Full name, Elvis Aaron (some sources say Aron) Presley; born January 8, 1935, in Tupelo, Miss.; died of heart failure, August 16, 1977, in Memphis, Tenn.; buried at Forest Hill Cemetery, Memphis, Tenn., August 18, 1977; body moved to private graveyard at Graceland, Memphis, October, 1977; son of Vernon Elvis and Gladys Love (Smith) Presley; married Priscilla Ann Beaulieu (an actress), May 1, 1967 (divorced, 1973); children: Lisa Marie. Education: Graduated from Humes High School, Memphis, 1953.
Admired as one of the most successful recording artists of all time, American singer and guitarist Elvis Presley exploded onto the music scene in the mid-1950s. With a sound rooted in rockabilly and rhythm-and-blues, a daringly sexual performing style, and a magnetic charm, the pioneer rock 'n' roller became an idol for an entire generation of music enthusiasts. Adoring fans remember him as The Father of Rock 'n' Roll, The King, and Elvis the Pelvis, and he is widely credited with introducing a new era in popular culture. Writing for Newsweek, Jim Miller reported that Presley himself has become "a complex figure of American myth: as improbably successful as a Horatio Alger hero, as endearing as Mickey Mouse, as tragically self-destructive as Marilyn Monroe."

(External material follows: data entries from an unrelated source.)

use lazy_static::lazy_static;
use regex::Regex;

lazy_static! {
    /// Leading integer of a request value
    /// - Matches: "42", "  42", "-7", "+3", "12abc"
    /// - No match: "abc", "", "a12"
    pub static ref LEADING_INT_REGEX: Regex = Regex::new(r"^\s*([+-]?\d+)").unwrap();
}

/// Parse the leading integer of a request value.
///
/// Path segments and query values are parsed leniently: surrounding garbage after
/// the digits is ignored, and a value with no leading digits yields `None`.
pub fn parse_leading_int(raw: &str) -> Option<i64> {
    LEADING_INT_REGEX
        .captures(raw)
        .and_then(|caps| caps.get(1))
        .and_then(|m| m.as_str().parse::<i64>().ok())
}

/// Treat empty query values as absent.
pub fn non_empty(value: Option<&str>) -> Option<&str> {
    value.filter(|v| !v.is_empty())
}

Indeed, neither critics nor biographers can find much in the Mississippi-born star's background to presage his rise to fame. The boy spent his earliest years in his hometown of Tupelo, where he and his family shared a two-room house, and as a teen he lived in Memphis, Tennessee, where his family relocated when he was in the eighth grade. Shortly after finishing high school in 1953, the unknown artist began driving a delivery truck for the Crown Electric Company. He fooled around with the guitar in his free time.
The year he graduated, however, the young hopeful also made an amateur recording at the Memphis Recording Studio. He followed it with a second in 1954 and captured the attention of Sam Phillips at Sun Records. As a result, Presley created the now-legendary Sun recordings, hailed by many as among his finest. With a musical career in the offing, the future star quit his truck-driving job in 1954 and began performing professionally, mostly in rural areas where he was billed as The Hillbilly Cat. He also saw his first Sun recording, "That's All Right Mama," rise to number three on the Memphis country-and-western charts. Thus, despite some disappointments, including discouraging words from the Grand Ole Opry and rejection by New York City's Arthur Godfrey Talent Scouts, Presley persisted. By the end of 1955, after making a six-state Southern tour with Hank Snow's Jamboree that piqued considerable interest, the up-and-comer had negotiated the agreement with RCA that would bring him stardom.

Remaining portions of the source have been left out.